The Land Art Generator Initiative (LAGI) brings together artists, architects, scientists, landscape architects, engineers, and others in a first of its kind collaboration. The goal of the Land Art Generator Initiative is to see to the design and construction of public art installations that uniquely combine aesthetics with utility-scale clean energy generation. The works will serve to inspire and educate while they provide renewable power to thousands of homes around the world.

We believe that sustainability is not only about resources, but is also about social harmony. As renewable energy projects make their way closer to urban centers, it is important that they respond to human social needs and that they are considered aesthetically. Inspirational examples can help to expand public awareness and support for the changes required to achieve a truly sustainable infrastructure that does not negatively impact our environment.

The Land Art Generator Initiative (LAGI) was established in 2009 as a project of Society for Cultural Exchange (a US-based nonprofit) to expand awareness on issues of sustainable development, with a focus on energy.

The strategic objective of the Land Art Generator Initiative is to advance the successful implementation of sustainable design solutions by integrating art and interdisciplinary creative processes into the conception of renewable energy infrastructure.

The project can be subdivided into four main areas of focus:

1. LAGI Design Competition: bring new ideas to the public
2. Education and Curricula Development: inspire the future and increase knowledge
3. Outreach: workshops, lectures, and community events
4. Creating Places: the eventual construction of aesthetic renewable energy infrastructure that will serve as centers for education and inspiration.

Issues

Every day there seems to be a new story about people disapproving of solar or wind installations in their communities. It's not that they don't care about the environment; in many cases the people opposing the installations are self-avowed environmentalists. To some people, the addition of turbines to the skyline that they can see from their porch is a form of visual pollution. Large utilitarian arrays of solar panels are seen by some as blight upon the landscape. This NIMBY situation has been detrimental to the greater proliferation of sustainable energy solutions and has allowed many popular voices to quickly dismiss alternative energy solutions as "impractical" or "ugly".

We believe that public art has the power to provide new tools for cities with which to integrate renewable energy systems into the built environment while addressing such public concerns.

Public art serves many purposes.
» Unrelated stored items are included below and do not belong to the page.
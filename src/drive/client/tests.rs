use super::*;

#[test]
fn escape_plain_value_unchanged() {
    assert_eq!(escape_query_literal("Twitter Selfmade"), "Twitter Selfmade");
}

#[test]
fn escape_single_quote() {
    assert_eq!(escape_query_literal("Natalie's"), "Natalie\\'s");
}

#[test]
fn escape_backslash_before_quote() {
    assert_eq!(escape_query_literal(r"a\'b"), r"a\\\'b");
}

#[test]
fn folder_query_matches_exact_name() {
    let q = folder_by_name_query("Twitter Accounts");
    assert_eq!(
        q,
        "name='Twitter Accounts' and mimeType='application/vnd.google-apps.folder' and trashed=false"
    );
}

#[test]
fn child_folders_query_uses_contains() {
    let q = child_folders_query("root123", "Twitter Selfmade");
    assert!(q.starts_with("'root123' in parents"));
    assert!(q.contains("mimeType='application/vnd.google-apps.folder'"));
    assert!(q.contains("name contains 'Twitter Selfmade'"));
    assert!(q.ends_with("trashed=false"));
}

#[test]
fn child_file_query_uses_exact_name() {
    let q = child_file_query("folder9", "usage_stats.json");
    assert_eq!(
        q,
        "'folder9' in parents and name='usage_stats.json' and trashed=false"
    );
}

#[test]
fn child_file_query_escapes_name() {
    let q = child_file_query("f", "it's.json");
    assert!(q.contains("name='it\\'s.json'"));
}
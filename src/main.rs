mod cli;
mod dashboard;
mod drive;
mod util;

use anyhow::Result;
use clap::Parser;
use tracing_subscriber::fmt::writer::BoxMakeWriter;
use tracing_subscriber::{layer::SubscriberExt, util::SubscriberInitExt};

use cli::{Cli, Command};

fn init_logging(command: &Command) {
    // Anything written while the alternate screen is up corrupts it
    let writer = match command {
        Command::Watch { .. } => BoxMakeWriter::new(std::io::sink),
        _ => BoxMakeWriter::new(std::io::stderr),
    };

    tracing_subscriber::registry()
        .with(
            tracing_subscriber::EnvFilter::try_from_default_env()
                .unwrap_or_else(|_| "dmboard=warn".into()),
        )
        .with(tracing_subscriber::fmt::layer().with_writer(writer))
        .init();
}

#[tokio::main]
async fn main() -> Result<()> {
    let cli = Cli::parse();
    let command = cli.command.unwrap_or_default();
    init_logging(&command);

    match command {
        Command::Show { json, sample } => dashboard::cmd_show(json, sample).await,
        Command::Watch { sample } => dashboard::cmd_watch(sample).await,
        Command::Sample { json } => dashboard::cmd_sample(json),
        Command::Config { json } => dashboard::cmd_config(json),
        Command::Auth { path } => drive::register_credentials(&path),
    }
}
//! API Server setup

use std::net::SocketAddr;
use std::time::Duration;

use axum::Router;
use tokio::net::TcpListener;
use tower_http::cors::{Any, CorsLayer};
use tower_http::trace::TraceLayer;
use tracing::{error, info};

use crate::routes::create_router;
use crate::state::{ApiConfig, AppState};

pub type BoxError = Box<dyn std::error::Error + Send + Sync>;

/// Create the API server
pub fn create_server(config: &ApiConfig, state: AppState) -> Result<(Router, SocketAddr), BoxError> {
    let mut router = create_router(state).layer(TraceLayer::new_for_http());

    if config.enable_cors {
        router = router.layer(
            CorsLayer::new()
                .allow_origin(Any)
                .allow_methods(Any)
                .allow_headers(Any),
        );
    }

    let addr: SocketAddr = format!("{}:{}", config.host, config.port).parse()?;
    Ok((router, addr))
}

/// Periodically purge blacklist rows for tokens that have expired.
pub fn spawn_blacklist_cleanup(state: AppState, every: Duration) -> tokio::task::JoinHandle<()> {
    tokio::spawn(async move {
        let mut ticker = tokio::time::interval(every);
        loop {
            ticker.tick().await;
            if let Err(e) = state.auth.cleanup_expired().await {
                error!(error = %e, "token blacklist cleanup failed");
            }
        }
    })
}

/// Run the API server
pub async fn run_server(config: ApiConfig, state: AppState) -> Result<(), BoxError> {
    if config.blacklist_cleanup_interval_secs > 0 {
        spawn_blacklist_cleanup(
            state.clone(),
            Duration::from_secs(config.blacklist_cleanup_interval_secs),
        );
    }

    let (router, addr) = create_server(&config, state)?;
    info!(%addr, "CPRHub API server listening");

    let listener = TcpListener::bind(addr).await?;
    axum::serve(listener, router).await?;

    Ok(())
}
//! SurrealDB implementation of [`UserRepository`].
//!
//! Password hashing uses Argon2id with OWASP-recommended parameters
//! (memory: 19 MiB, iterations: 2, parallelism: 1). Salt is randomly
//! generated per hash. An optional pepper (server-side secret) can be
//! provided at construction time.

use argon2::password_hash::SaltString;
use argon2::{Argon2, PasswordHasher};
use chrono::{DateTime, Utc};
use cprhub_core::error::CprResult;
use cprhub_core::models::user::{CreateUser, Role, UpdateUser, User, UserFilter, UserStatus};
use cprhub_core::repository::{PaginatedResult, Pagination, UserRepository};
use surrealdb::{Connection, Surreal};
use surrealdb_types::SurrealValue;
use uuid::Uuid;

use super::support::{
    CountRow, not_found, opt_uuid_str, parse_enum, parse_opt_uuid, parse_uuid, write_error,
};
use crate::error::DbError;

const SELECT_FIELDS: &str = "SELECT meta::id(id) AS record_id, *";

#[derive(Debug, SurrealValue)]
struct UserRow {
    record_id: String,
    username: String,
    email: String,
    password_hash: String,
    role: String,
    status: String,
    full_name: String,
    phone: Option<String>,
    organization_id: Option<String>,
    created_at: DateTime<Utc>,
    updated_at: DateTime<Utc>,
}

impl UserRow {
    fn try_into_user(self) -> Result<User, DbError> {
        Ok(User {
            id: parse_uuid("user", &self.record_id)?,
            username: self.username,
            email: self.email,
            password_hash: self.password_hash,
            role: parse_enum::<Role>("user role", &self.role)?,
            status: parse_enum::<UserStatus>("user status", &self.status)?,
            full_name: self.full_name,
            phone: self.phone,
            organization_id: parse_opt_uuid("organization", self.organization_id)?,
            created_at: self.created_at,
            updated_at: self.updated_at,
        })
    }
}

/// Hash a password with Argon2id using OWASP-recommended parameters.
///
/// If a pepper is provided, it is prepended to the password before
/// hashing. The salt is randomly generated for each call.
pub fn hash_password(password: &str, pepper: Option<&str>) -> Result<String, DbError> {
    // OWASP ASVS recommended: m=19456 (19 MiB), t=2, p=1
    let params = argon2::Params::new(19456, 2, 1, None)
        .map_err(|e| DbError::Hashing(format!("argon2 params error: {e}")))?;
    let argon2 = Argon2::new(argon2::Algorithm::Argon2id, argon2::Version::V0x13, params);

    let peppered: String;
    let input = match pepper {
        Some(p) => {
            peppered = format!("{p}{password}");
            peppered.as_bytes()
        }
        None => password.as_bytes(),
    };

    let salt = SaltString::generate(&mut argon2::password_hash::rand_core::OsRng);
    let hash = argon2
        .hash_password(input, &salt)
        .map_err(|e| DbError::Hashing(format!("password hash error: {e}")))?;

    Ok(hash.to_string())
}

/// SurrealDB implementation of the User repository.
#[derive(Clone)]
pub struct SurrealUserRepository<C: Connection> {
    db: Surreal<C>,
    /// Optional server-side pepper for password hashing.
    pepper: Option<String>,
}

impl<C: Connection> SurrealUserRepository<C> {
    pub fn new(db: Surreal<C>) -> Self {
        Self { db, pepper: None }
    }

    pub fn with_pepper(db: Surreal<C>, pepper: String) -> Self {
        Self {
            db,
            pepper: Some(pepper),
        }
    }

    async fn fetch_one(
        &self,
        condition: &str,
        name: &'static str,
        value: String,
    ) -> Result<User, DbError> {
        let query = format!("{SELECT_FIELDS} FROM user WHERE {condition}");
        let mut result = self.db.query(&query).bind((name, value.clone())).await?;
        let rows: Vec<UserRow> = result.take(0)?;
        rows.into_iter()
            .next()
            .ok_or_else(|| not_found("user", format!("{name}={value}")))?
            .try_into_user()
    }

    async fn fetch(&self, id: &str) -> Result<User, DbError> {
        let query = format!("{SELECT_FIELDS} FROM type::record('user', $id)");
        let mut result = self
            .db
            .query(&query)
            .bind(("id", id.to_string()))
            .await?;
        let rows: Vec<UserRow> = result.take(0)?;
        rows.into_iter()
            .next()
            .ok_or_else(|| not_found("user", id))?
            .try_into_user()
    }
}

impl<C: Connection> UserRepository for SurrealUserRepository<C> {
    async fn create(&self, input: CreateUser) -> CprResult<User> {
        let id = Uuid::new_v4().to_string();
        let password_hash = hash_password(&input.password, self.pepper.as_deref())?;

        self.db
            .query(
                "CREATE type::record('user', $id) SET \
                 username = $username, email = $email, \
                 password_hash = $password_hash, \
                 role = $role, status = 'active', \
                 full_name = $full_name, phone = $phone, \
                 organization_id = $organization_id",
            )
            .bind(("id", id.clone()))
            .bind(("username", input.username))
            .bind(("email", input.email))
            .bind(("password_hash", password_hash))
            .bind(("role", input.role.as_str()))
            .bind(("full_name", input.full_name))
            .bind(("phone", input.phone))
            .bind(("organization_id", opt_uuid_str(input.organization_id)))
            .await
            .map_err(DbError::from)?
            .check()
            .map_err(|e| write_error("user", e))?;

        Ok(self.fetch(&id).await?)
    }

    async fn get_by_id(&self, id: Uuid) -> CprResult<User> {
        Ok(self.fetch(&id.to_string()).await?)
    }

    async fn get_by_username(&self, username: &str) -> CprResult<User> {
        Ok(self
            .fetch_one("username = $username", "username", username.to_string())
            .await?)
    }

    async fn get_by_email(&self, email: &str) -> CprResult<User> {
        Ok(self
            .fetch_one("email = $email", "email", email.to_string())
            .await?)
    }

    async fn update(&self, id: Uuid, input: UpdateUser) -> CprResult<User> {
        let id_str = id.to_string();

        let mut sets = Vec::new();
        if input.email.is_some() {
            sets.push("email = $email");
        }
        if input.full_name.is_some() {
            sets.push("full_name = $full_name");
        }
        if input.phone.is_some() {
            sets.push("phone = $phone");
        }
        if input.role.is_some() {
            sets.push("role = $role");
        }
        if input.status.is_some() {
            sets.push("status = $status");
        }
        if input.organization_id.is_some() {
            sets.push("organization_id = $organization_id");
        }
        sets.push("updated_at = time::now()");

        let query = format!(
            "UPDATE type::record('user', $id) SET {}",
            sets.join(", ")
        );

        let mut builder = self.db.query(&query).bind(("id", id_str.clone()));
        if let Some(email) = input.email {
            builder = builder.bind(("email", email));
        }
        if let Some(full_name) = input.full_name {
            builder = builder.bind(("full_name", full_name));
        }
        if let Some(phone) = input.phone {
            // Some(None) clears the phone number.
            builder = builder.bind(("phone", phone));
        }
        if let Some(role) = input.role {
            builder = builder.bind(("role", role.as_str()));
        }
        if let Some(status) = input.status {
            builder = builder.bind(("status", status.as_str()));
        }
        if let Some(organization_id) = input.organization_id {
            builder = builder.bind(("organization_id", opt_uuid_str(organization_id)));
        }

        let mut result = builder
            .await
            .map_err(DbError::from)?
            .check()
            .map_err(|e| write_error("user", e))?;
        let updated: Vec<surrealdb_types::Value> = result.take(0).map_err(DbError::from)?;
        if updated.is_empty() {
            return Err(not_found("user", id).into());
        }

        Ok(self.fetch(&id_str).await?)
    }

    async fn set_password(&self, id: Uuid, password: &str) -> CprResult<()> {
        let password_hash = hash_password(password, self.pepper.as_deref())?;

        let mut result = self
            .db
            .query(
                "UPDATE type::record('user', $id) SET \
                 password_hash = $password_hash, updated_at = time::now()",
            )
            .bind(("id", id.to_string()))
            .bind(("password_hash", password_hash))
            .await
            .map_err(DbError::from)?;
        let updated: Vec<surrealdb_types::Value> = result.take(0).map_err(DbError::from)?;
        if updated.is_empty() {
            return Err(not_found("user", id).into());
        }
        Ok(())
    }

    async fn delete(&self, id: Uuid) -> CprResult<()> {
        // Soft-delete: set status to inactive.
        let mut result = self
            .db
            .query(
                "UPDATE type::record('user', $id) SET \
                 status = 'inactive', updated_at = time::now()",
            )
            .bind(("id", id.to_string()))
            .await
            .map_err(DbError::from)?;
        let updated: Vec<surrealdb_types::Value> = result.take(0).map_err(DbError::from)?;
        if updated.is_empty() {
            return Err(not_found("user", id).into());
        }
        Ok(())
    }

    async fn list(
        &self,
        filter: UserFilter,
        pagination: Pagination,
    ) -> CprResult<PaginatedResult<User>> {
        let mut conditions = vec!["true"];
        if filter.role.is_some() {
            conditions.push("role = $role");
        }
        if filter.status.is_some() {
            conditions.push("status = $status");
        }
        let where_clause = conditions.join(" AND ");

        let query = format!(
            "SELECT count() AS total FROM user WHERE {where_clause} GROUP ALL; \
             {SELECT_FIELDS} FROM user WHERE {where_clause} \
             ORDER BY username ASC \
             LIMIT $limit START $offset"
        );

        let mut builder = self
            .db
            .query(&query)
            .bind(("limit", pagination.limit))
            .bind(("offset", pagination.offset));
        if let Some(role) = filter.role {
            builder = builder.bind(("role", role.as_str()));
        }
        if let Some(status) = filter.status {
            builder = builder.bind(("status", status.as_str()));
        }

        let mut result = builder.await.map_err(DbError::from)?;
        let count_rows: Vec<CountRow> = result.take(0).map_err(DbError::from)?;
        let total = count_rows.first().map(|r| r.total).unwrap_or(0);
        let rows: Vec<UserRow> = result.take(1).map_err(DbError::from)?;

        let items = rows
            .into_iter()
            .map(|row| row.try_into_user())
            .collect::<Result<Vec<_>, DbError>>()?;

        Ok(PaginatedResult {
            items,
            total,
            offset: pagination.offset,
            limit: pagination.limit,
        })
    }
}
//! Logout blacklist entries.

use chrono::{DateTime, Utc};
use serde::{Deserialize, Serialize};
use uuid::Uuid;

/// An access token invalidated before its natural expiry. Rows are kept
/// only until `expires_at`, after which the token is rejected anyway.
#[derive(Debug, Clone, Serialize, Deserialize)]
pub struct BlacklistedToken {
    /// SHA-256 of the raw JWT, hex-encoded.
    pub token_hash: String,
    pub user_id: Uuid,
    pub expires_at: DateTime<Utc>,
    pub created_at: DateTime<Utc>,
}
It teaches, inspires, and adds pleasure and interest to our days. It generates tourism and increased economic development. We believe that public art do these things and more. By providing urban planners with examples of functional artworks that are models for sustainable development in harmony with the natural world, we can set the stage for a new conversation—one that transcends “either/or” and makes evident the real possibility that cities of the future can provide a sustainable distributed renewable energy supply, the infrastructure of which is integrated into more livable and beautiful public spaces.

Art has the proven ability to create movements and stimulate creative dialogue. The artist community has long taken a critical approach to the problems of energy use and production, which has helped to open the public eye to the severity of the problems facing us. The time is now for artists to take an active role in solving the problem through their own work: "solution-based art practice."

We have, on the one hand, an ever increasing drive toward buildings and cities that are being designed to run on 100% renewable energy. The design community and city planners are moving in this direction driven by the collective will of society. On the other hand, we have technologies proliferating that are still rather utilitarian in their form such as the standard horizontal axis, three blade wind turbine. And these utilitarian forms are seeing some pushback from individual communities, especially as they come closer and closer to the city. The first warning signs of this are seen in rural mountaintop residential communities and coastal communities but this debate will only get more and more heated as the devices integrate into more dense urban environments.

What is needed in order to bridge the gap (between the larger desire for a renewable future and the community level negative reactions to the application of the systems required for it) is an artistic movement that can set a course towards aesthetic considerations in sustainable infrastructure.

Goals

The main objective of the Land Art Generator Initiative (LAGI) is to make possible the design and construction of public art installations that have the added benefit of large scale clean energy generation. Each sculpture will continuously distribute clean energy into the electrical grid, with each having the potential to provide power to thousands of homes.

In addition to this effort, LAGI is engaged in educational outreach and community workshops. It is the goal of the project to expand awareness and inspire people of all ages about the great potential that exists for providing 100% of our energy needs from sustainable sources in harmony with the natural world.

The LAGI project is also engaged in creating greater awareness of emerging technologies and providing a platform for their development. By incorporating emerging renewable technologies into the medium of public art, the LAGI project has the potential to provide an additional track for product development and market viability in ways that may benefit the cleantech industry as a whole.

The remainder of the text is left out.